I saw another article by Morgan Kelly in which he says all Irish banks will be nationalised http://www.telegraph.co.uk/money/main.jhtml?xml=/money/2008/03/11/cnirish111.xml. I thought it was a rather reckless piece - yes banks are facing a challenge with the whole subprime issue and a slowing economy but I think some people have gone too far. "Nationalisation" is the word of the day given what happened to Northern Rock but the article was just scaremongering. How many banks in the world have colpased and how many savers have lost there money as a result?? Northern Rock deposited were guranteed and eventually nationalised, some German banks were bought out and Bear Sterns will probablly be bought out as well....The only thing that went bust is Morgan Kellys credibility http://www.independent.ie/business/...-economist-was-just-spouting-off-1318359.html

I'm not saying we shouldn't be careful but there are plenty of people out there "spouting off" about things they don't know anything about.


----------



## dewdrop (17 Mar 2008)

recent takeover of bear stearns must have sent shivers  to people worried about solvency. purchase price just 1% of the value of the company at beginning of this month. it is hard to comprehend. my understanding of solvency is ones ability to pay its debts as they fell due.  as, at least in the past, substantial portion of banks deposits were repayable on demand or short term it would be difficult for any bank to pay out if everyone demanded their money. hence the key word, as previously stated, is confidence and hopefully here in ireland no one will start panicking.


----------



## sapmanie (17 Mar 2008)

Is each a/c in a bank covered or just a maximum amount per customer under the compensation scheme for small savers?
e.g. if I have 5 a/cs all with €20k - does that mean it's all covered, or just €20k regardless?


----------



## phoenix (17 Mar 2008)

[broken link removed]

Have a look at point 4


----------



## TSThomas (17 Mar 2008)

Have you considered state guaranteed alternatives? An Post (No, not Postbank!) & Northern Rock (3 month notification period in the event of any change) come to mind.


----------



## Slim (17 Mar 2008)

Is there a likelihood of a bit of a run on Irish banks when they open tomorrow? My confidence is certainly shaken and I will be taking steps tomorrow.

Slim


----------



## mercman (17 Mar 2008)

What kind of steps can Joe Public take ? If a move from Bank A to Bank B or C or D might be like playing Russian Roulette. At this point in time, the Central Bank do need to make a Statement - not end of the week, month or quartre . NOW and IMMEDIATELY


----------



## threeticks (17 Mar 2008)

Slim said:


> Is there a likelihood of a bit of a run on Irish banks when they open tomorrow? My confidence is certainly shaken and I will be taking steps tomorrow.
> 
> Slim


 
what steps Slim?


----------



## threeticks (17 Mar 2008)

From the central banks website

[broken link removed]



Not that this report will make any difference if panic sets in.


----------



## Lulu123 (17 Mar 2008)

ingalway, am in the same predicament as yourself. Have our cash with one of the newer UK banks to come to Ireland and like you am now feeling a bit nervous as we are renting and are hoping to buy this year or early next year. Really dont think our money is safe anywhere so might have to split it up and put 20k in different banks.  Going to be a lot of hassle but easier on our heads than losing our hard earned cash!    Anyone think I am being over cautious ?


----------



## camlin90 (17 Mar 2008)

It will be interesting to see what unfolds tomorrow.
If people hold their heads then in the short term I don't see any reason to hit the panic button. I don't think any of the deposit-taking Irish banks were messing with the junk Bear Stearns was in to. 
The below article reassured me somewhat - note figures are from March 2007 but things are unlikely to have changed massively.

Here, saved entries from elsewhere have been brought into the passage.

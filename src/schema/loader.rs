//! Schema Manifest Loader
//!
//! Parses the manifest document (`Tables` + `definitions`) into a [`Catalog`].
//! Loading is soft: a missing or malformed manifest yields an empty catalog and a warning.

use crate::error::{QueryError, Result};
use crate::schema::catalog::{Catalog, ColumnMeta, TableDescriptor};
use serde::Deserialize;
use std::path::{Path, PathBuf};
use std::sync::{Arc, OnceLock};
use tracing::{info, warn};

#[derive(Debug, Deserialize)]
struct ManifestJson {
    #[serde(rename = "Tables", default)]
    tables: Vec<TableJson>,
    #[serde(default)]
    definitions: serde_json::Map<String, serde_json::Value>,
}

#[derive(Debug, Deserialize)]
struct TableJson {
    #[serde(rename = "TableName")]
    table_name: String,
    #[serde(default)]
    enabled: Option<EnabledFlag>,
    #[serde(rename = "Description", default)]
    description: String,
    #[serde(rename = "Columns", default)]
    columns: Vec<ColumnJson>,
}

/// The manifest writes the flag as "true"/"false"; plain booleans are accepted too
#[derive(Debug, Deserialize)]
#[serde(untagged)]
enum EnabledFlag {
    Text(String),
    Bool(bool),
}

impl EnabledFlag {
    fn is_enabled(&self) -> bool {
        match self {
            EnabledFlag::Text(s) => s.trim().eq_ignore_ascii_case("true"),
            EnabledFlag::Bool(b) => *b,
        }
    }
}

#[derive(Debug, Deserialize)]
struct ColumnJson {
    #[serde(rename = "ColumnName")]
    column_name: String,
    #[serde(rename = "$ref", default)]
    reference: Option<String>,
}

#[derive(Debug, Default, Deserialize)]
struct DefinitionJson {
    #[serde(default)]
    title: Option<String>,
    #[serde(default)]
    description: Option<String>,
    #[serde(rename = "type", default)]
    declared_type: Option<String>,
    #[serde(rename = "enum", default)]
    enum_values: Option<Vec<String>>,
    #[serde(default)]
    pattern: Option<String>,
    #[serde(default)]
    format: Option<String>,
    #[serde(default)]
    minimum: Option<f64>,
}

impl DefinitionJson {
    fn into_meta(self, fallback_title: &str) -> ColumnMeta {
        ColumnMeta {
            title: self.title.unwrap_or_else(|| fallback_title.to_string()),
            description: self.description.unwrap_or_default(),
            declared_type: self.declared_type.unwrap_or_else(|| "string".to_string()),
            enum_values: self.enum_values,
            pattern: self.pattern,
            format: self.format,
            minimum: self.minimum,
        }
    }
}

/// Parse a manifest document. Errors here are recovered by [`load_catalog`].
pub fn parse_manifest(json_str: &str) -> Result<Catalog> {
    let manifest: ManifestJson = serde_json::from_str(json_str)
        .map_err(|e| QueryError::Schema(format!("Failed to parse schema manifest: {}", e)))?;

    let mut definitions = Vec::with_capacity(manifest.definitions.len());
    for (name, raw) in &manifest.definitions {
        let def: DefinitionJson = match serde_json::from_value(raw.clone()) {
            Ok(def) => def,
            Err(e) => {
                warn!("Skipping malformed definition {}: {}", name, e);
                continue;
            }
        };
        definitions.push((name.clone(), def.into_meta(name)));
    }

    let tables = manifest
        .tables
        .into_iter()
        .map(|table| {
            let enabled = table.enabled.as_ref().map_or(true, EnabledFlag::is_enabled);
            let mut descriptor = TableDescriptor::new(table.table_name, table.description);
            descriptor.enabled = enabled;
            for column in table.columns {
                let def_name = column
                    .reference
                    .as_deref()
                    .map(|r| r.trim_start_matches("#/definitions/").to_string())
                    .unwrap_or_else(|| column.column_name.clone());
                let meta = definitions
                    .iter()
                    .find(|(name, _)| name == &def_name)
                    .map(|(_, meta)| meta.clone())
                    .unwrap_or_else(|| ColumnMeta {
                        title: column.column_name.clone(),
                        declared_type: "string".to_string(),
                        ..ColumnMeta::default()
                    });
                descriptor = descriptor.with_column(column.column_name, meta);
            }
            descriptor
        })
        .collect();

    Ok(Catalog::new(tables, definitions))
}

/// Read and parse a manifest file, degrading to an empty catalog on any failure
pub fn load_catalog(path: &Path) -> Catalog {
    let contents = match std::fs::read_to_string(path) {
        Ok(contents) => contents,
        Err(e) => {
            warn!("⚠️ Could not read schema manifest {}: {}", path.display(), e);
            return Catalog::empty();
        }
    };

    match parse_manifest(&contents) {
        Ok(catalog) => {
            info!(
                "📚 Loaded schema manifest {} ({} tables, {} enums)",
                path.display(),
                catalog.tables().len(),
                catalog.enums().len()
            );
            catalog
        }
        Err(e) => {
            warn!("⚠️ {} ({}), continuing with an empty schema", e, path.display());
            Catalog::empty()
        }
    }
}

/// Lazily loads the manifest once; every later call returns the same catalog
pub struct SchemaLoader {
    path: PathBuf,
    catalog: OnceLock<Arc<Catalog>>,
}

impl SchemaLoader {
    pub fn new(path: impl Into<PathBuf>) -> Self {
        Self {
            path: path.into(),
            catalog: OnceLock::new(),
        }
    }

    pub fn path(&self) -> &Path {
        &self.path
    }

    pub fn catalog(&self) -> Arc<Catalog> {
        Arc::clone(self.catalog.get_or_init(|| Arc::new(load_catalog(&self.path))))
    }
}

#[cfg(test)]
mod tests {
    use super::*;
    use std::io::Write;

    const MANIFEST: &str = r##"{
        "Tables": [
            {
                "TableName": "UsageByMonth",
                "enabled": "true",
                "Description": "Monthly request counts per product",
                "Columns": [
                    {"ColumnName": "Month", "$ref": "#/definitions/Month"},
                    {"ColumnName": "Product", "$ref": "#/definitions/Product"},
                    {"ColumnName": "RequestCount", "$ref": "#/definitions/RequestCount"}
                ]
            },
            {
                "TableName": "Legacy",
                "enabled": "false",
                "Description": "Retired",
                "Columns": [{"ColumnName": "Month", "$ref": "#/definitions/Month"}]
            }
        ],
        "definitions": {
            "Month": {"title": "Month", "type": "string", "pattern": "^\\d{4}-\\d{2}$"},
            "Product": {"title": "Product", "type": "string", "enum": ["Go-SDK", "Python-SDK"]},
            "RequestCount": {"title": "Request Count", "type": "integer", "minimum": 0}
        }
    }"##;

    #[test]
    fn test_parse_manifest() {
        let catalog = parse_manifest(MANIFEST).unwrap();
        assert_eq!(catalog.tables().len(), 2);
        assert_eq!(catalog.get_enabled_tables().len(), 1);

        let table = catalog.get_table("usagebymonth").unwrap();
        assert_eq!(table.columns, vec!["Month", "Product", "RequestCount"]);
        assert_eq!(table.meta("RequestCount").unwrap().minimum, Some(0.0));
        assert!(table.meta("RequestCount").unwrap().is_numeric());
        assert_eq!(catalog.get_enum("Product"), vec!["Go-SDK", "Python-SDK"]);
    }

    #[test]
    fn test_malformed_manifest_is_schema_error() {
        let err = parse_manifest("{ not json").unwrap_err();
        assert!(matches!(err, QueryError::Schema(_)));
    }

    #[test]
    fn test_missing_file_degrades_to_empty() {
        let catalog = load_catalog(Path::new("/definitely/not/here.json"));
        assert!(catalog.is_empty());
    }

    #[test]
    fn test_loader_memoizes() {
        let mut file = tempfile::NamedTempFile::new().unwrap();
        file.write_all(MANIFEST.as_bytes()).unwrap();

        let loader = SchemaLoader::new(file.path());
        let first = loader.catalog();

        // Rewriting the file must not change what the loader hands out
        std::fs::write(file.path(), "{}").unwrap();
        let second = loader.catalog();

        assert!(Arc::ptr_eq(&first, &second));
        assert_eq!(second.tables().len(), 2);
    }
}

However if confidence is gone and there is a whiff of a run, it becomes every man for himself, and things could get dangerous.
You would hope the Central Bank would step in and issue reassurance, but they're hardly the most pro-active organisation from what I can see.
(By reassurance I mean deposit guarantees!)

In the short to medium term I am also going to split up my deposits so that there is no more than 22222.22 in any Irish bank (you get 90% of monies up to that), or 40000 in the case of Rabo.

http://www.independent.ie/business/irish/tsb-most-exposed-in-credit-crux-1081400.html


----------



## TSThomas (17 Mar 2008)

mercman said:


> What kind of steps can Joe Public take ?...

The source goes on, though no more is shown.